After hosting a display at MCAF as a part of a health and wellness event, the group had 96 interested participants which included families of five or six.

“That’s been one of the exciting things about the project because cross-country skiing is an all-ages sport,” Ball said. “It’s a sport that families can do together, which is different.”

One of the instructors, Robert Morimanno, volunteered to help teach the newcomers when the initiative first began.

People of all ages have taken advantage of the program and the children have really taken to the sport. (Caitlin Dutt/AQ)

“When Barb turned around and said, ‘O.K., we need folks to coach,’ I raised my hand [because] I’m already a certified instructor and I think it’s such a beautiful program,” he said. “It’s about one community welcoming another community.”

The majority of the people who’ve attended the training sessions have been from countries where they don’t ever see snow, like the Ivory Coast, Syria, Egypt, Iran, Saudi Arabia and Ethiopia.

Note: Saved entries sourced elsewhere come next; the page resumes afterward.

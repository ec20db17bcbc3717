use crate::common::*;
use crate::feature_matrix::FeatureMatrix;
use crate::network::*;
use genomic_data::bed::{read_interval_table, IntervalRecord};
use matrix_util::sparse_io::NamedTriplets;

/// Sparse adjacency whose rows and columns are addressed by node id
#[derive(Debug, Clone)]
pub struct Adjacency {
    pub row_ids: Vec<Box<str>>,
    pub col_ids: Vec<Box<str>>,
    pub values: CsrMat,
}

fn check_unique(ids: &[Box<str>], what: &str) -> anyhow::Result<()> {
    let mut seen: HashSet<&str> = HashSet::default();
    for x in ids {
        if !seen.insert(x.as_ref()) {
            return Err(NetworkError::validation(format!("duplicate {} id: {}", what, x)));
        }
    }
    Ok(())
}

impl Adjacency {
    pub fn new(
        row_ids: Vec<Box<str>>,
        col_ids: Vec<Box<str>>,
        values: CsrMat,
    ) -> anyhow::Result<Self> {
        if values.nrows() != row_ids.len() || values.ncols() != col_ids.len() {
            return Err(NetworkError::validation(format!(
                "adjacency is {} x {} but has {} row and {} column ids",
                values.nrows(),
                values.ncols(),
                row_ids.len(),
                col_ids.len()
            )));
        }
        check_unique(&row_ids, "row")?;
        check_unique(&col_ids, "column")?;
        Ok(Self {
            row_ids,
            col_ids,
            values,
        })
    }

    /// Place named triplets on the given row/column order. A triplet
    /// naming an id outside these orders is a dangling reference.
    pub fn from_triplets(
        triplets: &NamedTriplets,
        row_ids: Vec<Box<str>>,
        col_ids: Vec<Box<str>>,
    ) -> anyhow::Result<Self> {
        let (values, unmatched) = triplets.to_csr(&row_ids, &col_ids);
        if !unmatched.is_empty() {
            return Err(NetworkError::data_integrity(format!(
                "{} adjacency ids have no attribute record, e.g. {}",
                unmatched.len(),
                unmatched[0]
            )));
        }
        Self::new(row_ids, col_ids, values)
    }

    pub fn nnz(&self) -> usize {
        self.values.nnz()
    }
}

/// Node attributes of one level, keyed by id
#[derive(Debug, Clone)]
pub struct AttributeTable {
    pub level: Level,
    records: Vec<IntervalRecord>,
    index: HashMap<Box<str>, usize>,
}

impl AttributeTable {
    pub fn new(level: Level, records: Vec<IntervalRecord>) -> anyhow::Result<Self> {
        let mut index: HashMap<Box<str>, usize> = HashMap::default();
        for (i, r) in records.iter().enumerate() {
            if index.insert(r.id.clone(), i).is_some() {
                return Err(NetworkError::validation(format!(
                    "duplicate {} attribute id: {}",
                    level, r.id
                )));
            }
        }
        Ok(Self {
            level,
            records,
            index,
        })
    }

    pub fn from_file(level: Level, file: &str) -> anyhow::Result<Self> {
        Self::new(level, read_interval_table(file)?)
    }

    pub fn from_features(xx: &FeatureMatrix) -> anyhow::Result<Self> {
        Self::new(xx.level, xx.interval_records())
    }

    pub fn len(&self) -> usize {
        self.records.len()
    }

    pub fn is_empty(&self) -> bool {
        self.records.is_empty()
    }

    pub fn ids(&self) -> Vec<Box<str>> {
        self.records.iter().map(|r| r.id.clone()).collect()
    }

    pub fn get(&self, id: &str) -> Option<&IntervalRecord> {
        self.index.get(id).map(|&i| &self.records[i])
    }

    fn node(&self, id: &str) -> anyhow::Result<NetworkNode> {
        let rec = self.get(id).ok_or_else(|| {
            NetworkError::data_integrity(format!(
                "{} node {} has no attribute record",
                self.level, id
            ))
        })?;
        Ok(NetworkNode::new(
            rec.id.clone(),
            self.level,
            rec.alias.clone(),
            rec.interval.clone(),
        ))
    }
}

/// Assemble the attributed predictor/response graph from fitted
/// adjacency matrices
pub struct NetworkBuilder<'a> {
    predictors: &'a AttributeTable,
    responses: &'a AttributeTable,
}

impl<'a> NetworkBuilder<'a> {
    pub fn new(
        predictors: &'a AttributeTable,
        responses: &'a AttributeTable,
    ) -> anyhow::Result<Self> {
        if predictors.level != Level::X || responses.level != Level::Y {
            return Err(NetworkError::validation(format!(
                "expected x and y attribute tables, got {} and {}",
                predictors.level, responses.level
            )));
        }
        Ok(Self {
            predictors,
            responses,
        })
    }

    /// Nodes are the predictors in `a_xy` row order followed by the
    /// responses in `a_xy` column order. Edges are the nonzero entries
    /// of `a_xy` (row-major) followed by the upper triangle of `a_yy`.
    pub fn build(
        &self,
        a_xy: &Adjacency,
        a_yy: Option<&Adjacency>,
    ) -> anyhow::Result<NetworkGraph> {
        if a_xy.row_ids.len() != self.predictors.len()
            || a_xy.col_ids.len() != self.responses.len()
        {
            return Err(NetworkError::validation(format!(
                "A_xy is {} x {} but there are {} predictor and {} response records",
                a_xy.row_ids.len(),
                a_xy.col_ids.len(),
                self.predictors.len(),
                self.responses.len()
            )));
        }

        let mut nodes = Vec::with_capacity(a_xy.row_ids.len() + a_xy.col_ids.len());
        for id in &a_xy.row_ids {
            nodes.push(self.predictors.node(id)?);
        }
        for id in &a_xy.col_ids {
            nodes.push(self.responses.node(id)?);
        }

        let mut edges: Vec<NetworkEdge> = a_xy
            .values
            .triplet_iter()
            .filter(|&(_, _, &w)| w != 0.0)
            .map(|(i, j, &w)| NetworkEdge {
                source: a_xy.row_ids[i].clone(),
                target: a_xy.col_ids[j].clone(),
                level: EdgeLevel::XY,
                weight: w,
                cis_trans: None,
            })
            .collect();
        let num_xy = edges.len();

        if let Some(a_yy) = a_yy {
            check_response_adjacency(a_yy, &a_xy.col_ids)?;
            edges.extend(
                a_yy.values
                    .triplet_iter()
                    .filter(|&(i, j, &w)| i < j && w != 0.0)
                    .map(|(i, j, &w)| NetworkEdge {
                        source: a_yy.row_ids[i].clone(),
                        target: a_yy.col_ids[j].clone(),
                        level: EdgeLevel::YY,
                        weight: w,
                        cis_trans: None,
                    }),
            );
        }

        info!(
            "network: {} + {} nodes, {} x-y and {} y-y edges",
            a_xy.row_ids.len(),
            a_xy.col_ids.len(),
            num_xy,
            edges.len() - num_xy
        );

        NetworkGraph::from_parts(nodes, edges)
    }
}

/// `a_yy` must be square over the response ids, symmetric and free of
/// self-links
fn check_response_adjacency(a_yy: &Adjacency, responses: &[Box<str>]) -> anyhow::Result<()> {
    if a_yy.row_ids != a_yy.col_ids {
        return Err(NetworkError::validation(
            "A_yy rows and columns must list the same ids in the same order",
        ));
    }
    if a_yy.row_ids.len() != responses.len() {
        return Err(NetworkError::validation(format!(
            "A_yy is {} x {} but A_xy has {} responses",
            a_yy.row_ids.len(),
            a_yy.row_ids.len(),
            responses.len()
        )));
    }

    let known: HashSet<&str> = responses.iter().map(|x| x.as_ref()).collect();
    if let Some(x) = a_yy.row_ids.iter().find(|x| !known.contains(x.as_ref())) {
        return Err(NetworkError::data_integrity(format!(
            "A_yy id {} is not a response of A_xy",
            x
        )));
    }

    let entries: HashMap<(usize, usize), f32> = a_yy
        .values
        .triplet_iter()
        .filter(|&(_, _, &w)| w != 0.0)
        .map(|(i, j, &w)| ((i, j), w))
        .collect();

    for (&(i, j), &w) in entries.iter() {
        if i == j {
            return Err(NetworkError::validation(format!(
                "A_yy has a nonzero diagonal at {}",
                a_yy.row_ids[i]
            )));
        }
        if entries.get(&(j, i)) != Some(&w) {
            return Err(NetworkError::validation(format!(
                "A_yy is not symmetric at ({}, {})",
                a_yy.row_ids[i], a_yy.col_ids[j]
            )));
        }
    }
    Ok(())
}

#[cfg(test)]
mod tests {
    use super::*;
    use genomic_data::interval::GenomicInterval;
    use nalgebra_sparse::CooMatrix;

    fn ids(xs: &[&str]) -> Vec<Box<str>> {
        xs.iter().map(|&x| x.into()).collect()
    }

    fn table(level: Level, xs: &[&str]) -> AttributeTable {
        let records = xs
            .iter()
            .map(|&x| IntervalRecord {
                id: x.into(),
                interval: GenomicInterval::default(),
                alias: Some(format!("{}_alias", x).into()),
            })
            .collect();
        AttributeTable::new(level, records).unwrap()
    }

    fn csr(nrow: usize, ncol: usize, entries: &[(usize, usize, f32)]) -> CsrMat {
        let mut coo = CooMatrix::new(nrow, ncol);
        for &(i, j, w) in entries {
            coo.push(i, j, w);
        }
        CsrMat::from(&coo)
    }

    #[test]
    fn test_build_orders_nodes_and_edges() -> anyhow::Result<()> {
        let xs = table(Level::X, &["c2", "c1"]);
        let ys = table(Level::Y, &["g1", "g2", "g3"]);
        let a_xy = Adjacency::new(
            ids(&["c1", "c2"]),
            ids(&["g1", "g2", "g3"]),
            csr(2, 3, &[(1, 0, 0.5), (0, 2, -0.3)]),
        )?;
        let a_yy = Adjacency::new(
            ids(&["g1", "g2", "g3"]),
            ids(&["g1", "g2", "g3"]),
            csr(3, 3, &[(0, 1, 0.2), (1, 0, 0.2)]),
        )?;

        let g = NetworkBuilder::new(&xs, &ys)?.build(&a_xy, Some(&a_yy))?;
        let node_ids: Vec<&str> = g.nodes().iter().map(|n| n.id.as_ref()).collect();
        assert_eq!(node_ids, vec!["c1", "c2", "g1", "g2", "g3"]);
        assert_eq!(g.node(0).alias.as_deref(), Some("c1_alias"));

        let edge_list: Vec<(&str, &str, f32)> = g
            .edges()
            .iter()
            .map(|e| (e.source.as_ref(), e.target.as_ref(), e.weight))
            .collect();
        assert_eq!(
            edge_list,
            vec![("c1", "g3", -0.3), ("c2", "g1", 0.5), ("g1", "g2", 0.2)]
        );
        assert_eq!(g.edge(2).level, EdgeLevel::YY);
        Ok(())
    }

    #[test]
    fn test_dimension_mismatch() -> anyhow::Result<()> {
        let xs = table(Level::X, &["c1"]);
        let ys = table(Level::Y, &["g1", "g2"]);
        let a_xy = Adjacency::new(ids(&["c1"]), ids(&["g1"]), csr(1, 1, &[(0, 0, 1.0)]))?;
        let err = NetworkBuilder::new(&xs, &ys)?.build(&a_xy, None).unwrap_err();
        assert!(matches!(
            err.downcast_ref::<NetworkError>(),
            Some(NetworkError::Validation(_))
        ));
        Ok(())
    }

    #[test]
    fn test_dangling_id() -> anyhow::Result<()> {
        let xs = table(Level::X, &["c1"]);
        let ys = table(Level::Y, &["g1"]);
        let a_xy = Adjacency::new(ids(&["c9"]), ids(&["g1"]), csr(1, 1, &[(0, 0, 1.0)]))?;
        let err = NetworkBuilder::new(&xs, &ys)?.build(&a_xy, None).unwrap_err();
        assert!(matches!(
            err.downcast_ref::<NetworkError>(),
            Some(NetworkError::DataIntegrity(_))
        ));

        let trip = NamedTriplets {
            triplets: vec![("c1".into(), "g7".into(), 1.0)],
        };
        let err = Adjacency::from_triplets(&trip, ids(&["c1"]), ids(&["g1"])).unwrap_err();
        assert!(matches!(
            err.downcast_ref::<NetworkError>(),
            Some(NetworkError::DataIntegrity(_))
        ));
        Ok(())
    }

    #[test]
    fn test_asymmetric_or_looped_response_adjacency() -> anyhow::Result<()> {
        let xs = table(Level::X, &["c1"]);
        let ys = table(Level::Y, &["g1", "g2"]);
        let a_xy = Adjacency::new(ids(&["c1"]), ids(&["g1", "g2"]), csr(1, 2, &[(0, 0, 1.0)]))?;
        let builder = NetworkBuilder::new(&xs, &ys)?;

        let asym = Adjacency::new(
            ids(&["g1", "g2"]),
            ids(&["g1", "g2"]),
            csr(2, 2, &[(0, 1, 1.0)]),
        )?;
        assert!(builder.build(&a_xy, Some(&asym)).is_err());

        let looped = Adjacency::new(
            ids(&["g1", "g2"]),
            ids(&["g1", "g2"]),
            csr(2, 2, &[(1, 1, 1.0)]),
        )?;
        assert!(builder.build(&a_xy, Some(&looped)).is_err());
        Ok(())
    }

    #[test]
    fn test_shared_id_across_levels_rejected() -> anyhow::Result<()> {
        let xs = table(Level::X, &["a"]);
        let ys = table(Level::Y, &["a"]);
        let a_xy = Adjacency::new(ids(&["a"]), ids(&["a"]), csr(1, 1, &[]))?;
        let err = NetworkBuilder::new(&xs, &ys)?.build(&a_xy, None).unwrap_err();
        assert!(matches!(
            err.downcast_ref::<NetworkError>(),
            Some(NetworkError::Validation(_))
        ));
        Ok(())
    }
}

The goal of the program is to teach people who may not be used to the winter weather, that despite the cold, the season can still be enjoyable. And trying something new never hurts.

“I’m sure for the Syrians and the other refugees, [a different kind of environment is] what attracts them. [And to] just try a different activity might help them feel more Canadian, help them feel more like they can enjoy and appreciate winter,” Ball said.

The group warmed up to music together before heading out onto the trails. (Caitlin Dutt/AQ)

The time outdoors and on the trails has been enjoyable for many of the newcomers including Marzi, a woman from Iran, who has lived in Canada for two-and-a-half years.

“This is the third [Saturday] I’ve been [to the Learn to Ski program], and I like it. I saw many good teachers here that take care of [us] and [teach us] many things about skiing,” she said.

Ramsay is encouraged by seeing the participants improve each week.

“There’s nonstop smiles, nonstop laughter. [The participants] would come the second week and say, ‘Wow, today I only fell 15 times, but last week I fell 45 times,’ and what’s really amazing is that these would be individuals who have never experienced winter before, [and they] might not be embracing it but now they’re coming here, they’re excited, they’re enthusiastic and they’re developing a love for winter.”

After a long afternoon of cross-country skiing, participants felt that they had improved over the four Saturdays. (Caitlin Dutt/AQ)

The group at the Wostawea Ski Club hopes to have a similar initiative next year, but it depends on if they get more volunteers.

“This program has been successful enough that we’d like to do it next year, and I’m pretty sure we will, it’s really a matter of having enough coaches,” Ball said. “We’re always looking for ways to increase our stable of qualified coaches. With this in mind, I think we’ll be making another effort toward that again for next season and I’d like to see us do it again.”